(Oct 16, 2014) – “There’s been a significant correction in U.S. equities and that’s shaken investor confidence,” Toby Lawson, head of futures, options and cash equities trading for Asia-Pacific at Newedge Group SA in Sydney, told Bloomberg today. “Geopolitical risks and the spread of Ebola are adding to global economic uncertainties. When the market is a state of flux, everything gets amplified,” Lawson added.
In our opinion, the above statement is a smokescreen intended to cover up both economic exploitation and the fact that financial heads do not have anything rational to say about the present dire situation. Instead, what really needs to be corrected is the accelerating inequality of wealth distribution, and not the price of financial papers.
Shrii Prabhat Rainjan Sarkar, the founder of PROUT, emphasized that the two main reasons for serious economic downturns are 1) extreme concentration of the value of wealth, and 2) monetary standstill – “… money remains inert or unutilized because capitalists think that if the money is allowed to roll freely then their profits will decrease, even though it will bring relief to the common masses.”

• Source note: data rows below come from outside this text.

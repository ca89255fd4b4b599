//! HTTP request handlers for the REST API.

pub mod conversation;
pub mod message;
pub mod user;
//! Business logic services (use cases).
//!
//! Services orchestrate record store calls and business rules. They depend
//! on traits (ports) -- never on concrete infrastructure implementations.

pub mod messaging;
pub mod user;
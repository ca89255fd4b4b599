//! Query parameter extractors for list endpoints.
//!
//! Fields are optional so that missing parameters are reported by the
//! handler through the error envelope.

use axum::extract::FromRequestParts;
use serde::Deserialize;

use crate::http::error::AppError;

/// `axum::extract::Query` whose rejection is an [`AppError::Validation`].
#[derive(Debug, FromRequestParts)]
#[from_request(via(axum::extract::Query), rejection(AppError))]
pub struct AppQuery<T>(pub T);

/// Query parameters for `GET /api/messages`.
#[derive(Debug, Deserialize, Default)]
pub struct PairQuery {
    #[serde(alias = "from_name")]
    pub from: Option<String>,
    #[serde(alias = "to_name")]
    pub to: Option<String>,
}

/// Query parameters for `GET /api/conversations`.
#[derive(Debug, Deserialize, Default)]
pub struct ConversationListQuery {
    /// Participant whose conversations to list.
    pub name: Option<String>,
}

/// Take a non-blank query parameter or fail with a validation error.
pub fn required(value: Option<String>, param: &str) -> Result<String, AppError> {
    value
        .filter(|v| !v.trim().is_empty())
        .ok_or_else(|| AppError::Validation(format!("query parameter '{param}' is required")))
}
//! Business logic and repository trait definitions for Courier.
//!
//! This crate defines the "ports" (the record store trait) that the
//! infrastructure layer implements, plus conversation identity, the query
//! engine, and the messaging service. It depends only on `courier-types` --
//! never on `courier-infra` or any file/IO crate.

pub mod identity;
pub mod query;
pub mod repository;
pub mod service;
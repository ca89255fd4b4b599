//! Shared domain types for Courier.
//!
//! This crate contains the core domain types used across the Courier
//! messaging backend: Message, Conversation, the flat store Record, request
//! shapes, configuration, and their associated error types.
//!
//! Zero infrastructure dependencies -- only serde, chrono, thiserror.

pub mod config;
pub mod conversation;
pub mod error;
pub mod message;
pub mod record;
pub mod user;
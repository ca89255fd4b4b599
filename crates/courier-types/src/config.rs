//! Global configuration types for Courier.
//!
//! `GlobalConfig` represents the top-level `config.toml` that controls the
//! record store layout, the pair query policy, and the HTTP listener.

use serde::{Deserialize, Serialize};

use std::fmt;
use std::str::FromStr;

use crate::record::{Column, DEFAULT_COLUMNS};

/// Top-level configuration for Courier.
///
/// Loaded from `~/.courier/config.toml`. All fields have sensible defaults.
#[derive(Debug, Clone, Default, Serialize, Deserialize)]
pub struct GlobalConfig {
    #[serde(default)]
    pub store: StoreConfig,

    #[serde(default)]
    pub query: QueryConfig,

    #[serde(default)]
    pub server: ServerConfig,
}

/// Which record store implementation backs the service.
#[derive(Debug, Clone, Copy, PartialEq, Eq, Default, Serialize, Deserialize)]
#[serde(rename_all = "lowercase")]
pub enum StoreBackend {
    #[default]
    Csv,
    Memory,
}

/// Record store settings.
#[derive(Debug, Clone, Serialize, Deserialize)]
pub struct StoreConfig {
    #[serde(default)]
    pub backend: StoreBackend,

    /// File name of the record log, relative to the data directory.
    #[serde(default = "default_file_name")]
    pub file_name: String,

    /// Header columns written on initialize. Must include `from`, `to` and `content`.
    #[serde(default = "default_columns")]
    pub columns: Vec<Column>,

    /// Bound of the single-writer append queue.
    #[serde(default = "default_queue_capacity")]
    pub queue_capacity: usize,
}

fn default_file_name() -> String {
    "messages.csv".to_string()
}

fn default_columns() -> Vec<Column> {
    DEFAULT_COLUMNS.to_vec()
}

fn default_queue_capacity() -> usize {
    256
}

impl Default for StoreConfig {
    fn default() -> Self {
        Self {
            backend: StoreBackend::default(),
            file_name: default_file_name(),
            columns: default_columns(),
            queue_capacity: default_queue_capacity(),
        }
    }
}

/// How a pair query matches stored participants.
///
/// - `Symmetric`: `(from, to)` and `(to, from)` are the same pair; no match
///   yields an empty list.
/// - `Directional`: only `record.from == from && record.to == to`; no match
///   is a not-found error.
#[derive(Debug, Clone, Copy, PartialEq, Eq, Default, Serialize, Deserialize)]
#[serde(rename_all = "lowercase")]
pub enum PairPolicy {
    #[default]
    Symmetric,
    Directional,
}

impl fmt::Display for PairPolicy {
    fn fmt(&self, f: &mut fmt::Formatter<'_>) -> fmt::Result {
        match self {
            PairPolicy::Symmetric => write!(f, "symmetric"),
            PairPolicy::Directional => write!(f, "directional"),
        }
    }
}

impl FromStr for PairPolicy {
    type Err = String;

    fn from_str(s: &str) -> Result<Self, Self::Err> {
        match s.to_lowercase().as_str() {
            "symmetric" => Ok(PairPolicy::Symmetric),
            "directional" => Ok(PairPolicy::Directional),
            other => Err(format!("invalid pair policy: '{other}'")),
        }
    }
}

/// Query engine settings.
#[derive(Debug, Clone, Default, Serialize, Deserialize)]
pub struct QueryConfig {
    #[serde(default)]
    pub pair_policy: PairPolicy,
}

/// HTTP listener settings.
#[derive(Debug, Clone, Serialize, Deserialize)]
pub struct ServerConfig {
    #[serde(default = "default_host")]
    pub host: String,

    #[serde(default = "default_port")]
    pub port: u16,
}

fn default_host() -> String {
    "127.0.0.1".to_string()
}

fn default_port() -> u16 {
    8080
}

impl Default for ServerConfig {
    fn default() -> Self {
        Self {
            host: default_host(),
            port: default_port(),
        }
    }
}

#[cfg(test)]
mod tests {
    use super::*;

    #[test]
    fn test_global_config_default_values() {
        let config = GlobalConfig::default();
        assert_eq!(config.store.backend, StoreBackend::Csv);
        assert_eq!(config.store.file_name, "messages.csv");
        assert_eq!(config.store.columns, DEFAULT_COLUMNS.to_vec());
        assert_eq!(config.store.queue_capacity, 256);
        assert_eq!(config.query.pair_policy, PairPolicy::Symmetric);
        assert_eq!(config.server.port, 8080);
    }

    #[test]
    fn test_global_config_deserialize_with_defaults() {
        let config: GlobalConfig = toml::from_str("").unwrap();
        assert_eq!(config.store.file_name, "messages.csv");
        assert_eq!(config.server.host, "127.0.0.1");
    }

    #[test]
    fn test_global_config_deserialize_with_values() {
        let toml_str = r#"
[store]
backend = "memory"
file_name = "log.csv"
columns = ["from", "to", "subject", "content"]
queue_capacity = 16

[query]
pair_policy = "directional"

[server]
host = "0.0.0.0"
port = 9000
"#;
        let config: GlobalConfig = toml::from_str(toml_str).unwrap();
        assert_eq!(config.store.backend, StoreBackend::Memory);
        assert_eq!(config.store.file_name, "log.csv");
        assert_eq!(
            config.store.columns,
            vec![Column::From, Column::To, Column::Subject, Column::Content]
        );
        assert_eq!(config.store.queue_capacity, 16);
        assert_eq!(config.query.pair_policy, PairPolicy::Directional);
        assert_eq!(config.server.host, "0.0.0.0");
        assert_eq!(config.server.port, 9000);
    }

    #[test]
    fn test_pair_policy_roundtrip() {
        for policy in [PairPolicy::Symmetric, PairPolicy::Directional] {
            let parsed: PairPolicy = policy.to_string().parse().unwrap();
            assert_eq!(policy, parsed);
        }
        assert!("sideways".parse::<PairPolicy>().is_err());
    }
}
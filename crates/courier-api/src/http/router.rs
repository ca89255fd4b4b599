//! Axum router configuration with middleware.
//!
//! API routes live under `/api/`. Middleware: CORS, tracing.

use axum::Router;
use axum::http::{Method, header};
use axum::routing::{get, post};
use tower_http::cors::{Any, CorsLayer};
use tower_http::trace::TraceLayer;

use crate::http::handlers;
use crate::state::AppState;

/// Build the complete API router with all routes and middleware.
pub fn build_router(state: AppState) -> Router {
    let cors = CorsLayer::new()
        .allow_origin(Any)
        .allow_methods([Method::GET, Method::POST, Method::OPTIONS])
        .allow_headers([header::CONTENT_TYPE, header::AUTHORIZATION]);

    let api_routes = Router::new()
        // Messages by participant pair
        .route(
            "/messages",
            post(handlers::message::create_message).get(handlers::message::list_pair_messages),
        )
        // Conversations
        .route(
            "/conversations",
            post(handlers::conversation::create_conversation)
                .get(handlers::conversation::list_conversations),
        )
        .route(
            "/conversations/{conversation_id}/messages",
            post(handlers::conversation::create_message)
                .get(handlers::conversation::list_messages),
        )
        // Users
        .route("/login", post(handlers::user::login))
        .route(
            "/users",
            get(handlers::user::list_users).post(handlers::user::create_user),
        )
        .route("/users/{user_id}", get(handlers::user::get_user));

    Router::new()
        .route("/", get(greeting))
        .route("/health", get(health_check))
        .nest("/api", api_routes)
        .layer(cors)
        .layer(TraceLayer::new_for_http())
        .with_state(state)
}

/// GET / - Plain-text greeting.
async fn greeting() -> &'static str {
    "Hello from Courier!\n"
}

/// GET /health - Simple health check endpoint.
async fn health_check() -> axum::Json<serde_json::Value> {
    axum::Json(serde_json::json!({
        "status": "ok",
        "version": env!("CARGO_PKG_VERSION"),
    }))
}
//! CLI command definitions for the `courier` binary.
//!
//! Uses clap derive macros for argument parsing.

use clap::{Parser, Subcommand};
use clap_complete::Shell;

/// Store and query two-party messages over HTTP.
#[derive(Parser)]
#[command(name = "courier", version, about, long_about = None)]
#[command(propagate_version = true)]
pub struct Cli {
    /// Suppress all log output except errors.
    #[arg(long, global = true)]
    pub quiet: bool,

    /// Detailed output (-v for debug, -vv for trace).
    #[arg(short, long, action = clap::ArgAction::Count, global = true)]
    pub verbose: u8,

    /// Emit logs as JSON lines.
    #[arg(long, global = true, env = "COURIER_JSON_LOGS")]
    pub json_logs: bool,

    /// Export tracing spans through OpenTelemetry (stdout exporter).
    #[arg(long, global = true, env = "COURIER_OTEL")]
    pub otel: bool,

    #[command(subcommand)]
    pub command: Commands,
}

#[derive(Subcommand)]
pub enum Commands {
    /// Initialize the record log and start the HTTP server.
    Serve {
        /// Address to bind (defaults to `[server].host` from config.toml).
        #[arg(long, env = "COURIER_HOST")]
        host: Option<String>,

        /// Port to listen on (defaults to `[server].port` from config.toml).
        #[arg(short, long, env = "COURIER_PORT")]
        port: Option<u16>,
    },

    /// Truncate the record log to its header row and exit.
    Init,

    /// Generate shell completions.
    Completions {
        /// Shell to generate completions for.
        shell: Shell,
    },
}

impl Cli {
    /// Default log filter directive for the requested verbosity.
    pub fn log_filter(&self) -> &'static str {
        match self.verbose {
            0 if self.quiet => "error",
            0 => "info",
            1 => "info,courier=debug,courier_core=debug,courier_infra=debug,courier_api=debug",
            _ => "trace",
        }
    }
}
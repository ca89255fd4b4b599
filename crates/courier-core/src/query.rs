//! Query engine over the record log.
//!
//! Every query is a full linear scan of [`RecordStore::scan`]; results keep
//! the store's insertion order, which is chronological order for an
//! append-only single-writer log. Conversation placeholders are never
//! returned as messages.

use std::collections::HashMap;

use courier_types::config::PairPolicy;
use courier_types::conversation::Conversation;
use courier_types::error::MessagingError;
use courier_types::message::Message;
use courier_types::record::Record;
use tracing::debug;

use crate::identity::conversation_id;
use crate::repository::record::RecordStore;

/// Read-side queries bound to a store and a pair matching policy.
pub struct QueryEngine<'a, S: RecordStore> {
    store: &'a S,
    policy: PairPolicy,
}

impl<'a, S: RecordStore> QueryEngine<'a, S> {
    pub fn new(store: &'a S, policy: PairPolicy) -> Self {
        Self { store, policy }
    }

    pub fn policy(&self) -> PairPolicy {
        self.policy
    }

    /// Messages exchanged between `from` and `to`.
    ///
    /// Under [`PairPolicy::Directional`] an empty result is
    /// `MessagingError::NotFound`; under [`PairPolicy::Symmetric`] it is an
    /// empty list.
    pub async fn messages_between(
        &self,
        from: &str,
        to: &str,
    ) -> Result<Vec<Message>, MessagingError> {
        let records = self.store.scan().await?;
        let scanned = records.len();

        let messages: Vec<Message> = records
            .into_iter()
            .filter(|r| !r.is_placeholder() && pair_matches(r, from, to, self.policy))
            .map(Message::from)
            .collect();

        debug!(
            from,
            to,
            policy = %self.policy,
            scanned,
            matched = messages.len(),
            "pair query"
        );

        if messages.is_empty() && self.policy == PairPolicy::Directional {
            return Err(MessagingError::NotFound(format!(
                "no messages from '{from}' to '{to}'"
            )));
        }
        Ok(messages)
    }

    /// Messages whose derived conversation id equals `id`. Empty is not an error.
    pub async fn messages_in_conversation(
        &self,
        id: &str,
    ) -> Result<Vec<Message>, MessagingError> {
        let records = self.store.scan().await?;

        let messages: Vec<Message> = records
            .into_iter()
            .filter(|r| !r.is_placeholder() && conversation_id(&r.from, &r.to) == id)
            .map(Message::from)
            .collect();

        debug!(conversation_id = id, matched = messages.len(), "conversation query");
        Ok(messages)
    }

    /// One summary per conversation `name` takes part in.
    pub async fn conversations_for(&self, name: &str) -> Result<Vec<Conversation>, MessagingError> {
        let records = self.store.scan().await?;
        let conversations = summarize_conversations(records, name);
        debug!(name, found = conversations.len(), "conversation listing");
        Ok(conversations)
    }
}

/// Whether `record` belongs to the pair `(from, to)` under `policy`.
pub fn pair_matches(record: &Record, from: &str, to: &str, policy: PairPolicy) -> bool {
    match policy {
        PairPolicy::Directional => record.from == from && record.to == to,
        PairPolicy::Symmetric => {
            conversation_id(&record.from, &record.to) == conversation_id(from, to)
        }
    }
}

/// Group the records `name` takes part in by derived conversation id.
///
/// Conversations come out in order of first appearance. The participant
/// list is taken from the first record seen for an id; `last_message` is the
/// last message record seen for it.
pub fn summarize_conversations(records: Vec<Record>, name: &str) -> Vec<Conversation> {
    let mut conversations: Vec<Conversation> = Vec::new();
    let mut index: HashMap<String, usize> = HashMap::new();

    for record in records {
        if record.from != name && record.to != name {
            continue;
        }

        let id = conversation_id(&record.from, &record.to);
        let slot = *index.entry(id.clone()).or_insert_with(|| {
            conversations.push(Conversation {
                conversation_id: id,
                participants: vec![record.from.clone(), record.to.clone()],
                last_message: None,
            });
            conversations.len() - 1
        });

        if !record.is_placeholder() {
            if let Some(conversation) = conversations.get_mut(slot) {
                conversation.last_message = Some(Message::from(record));
            }
        }
    }

    conversations
}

Incidentally, Credit Suisse, a very large commercial bank, issued its annual report on wealth last Monday, on the same day that the present violently downward trend of the financial markets emerged. The report states that the world’s richest 1% own about half of the total global wealth, and that although that wealth has grown to a new record – $263 trillion, more than twice the $117 trillion calculated for 2000 – 90 per cent of the world´s population owns only 13% of it.
Among the many imbalances and disparities documented by the Swiss report, it was found that the overall wealth in the US has grown at a faster pace than incomes. The authors warned it was a trend that could lead to recession. China now has more people in the top 10% of global wealth holders than any other country except for the US and Japan, having moved into third place in the rankings thereby overtaking France, Germany, Italy and the United Kingdom, the Guardian noted.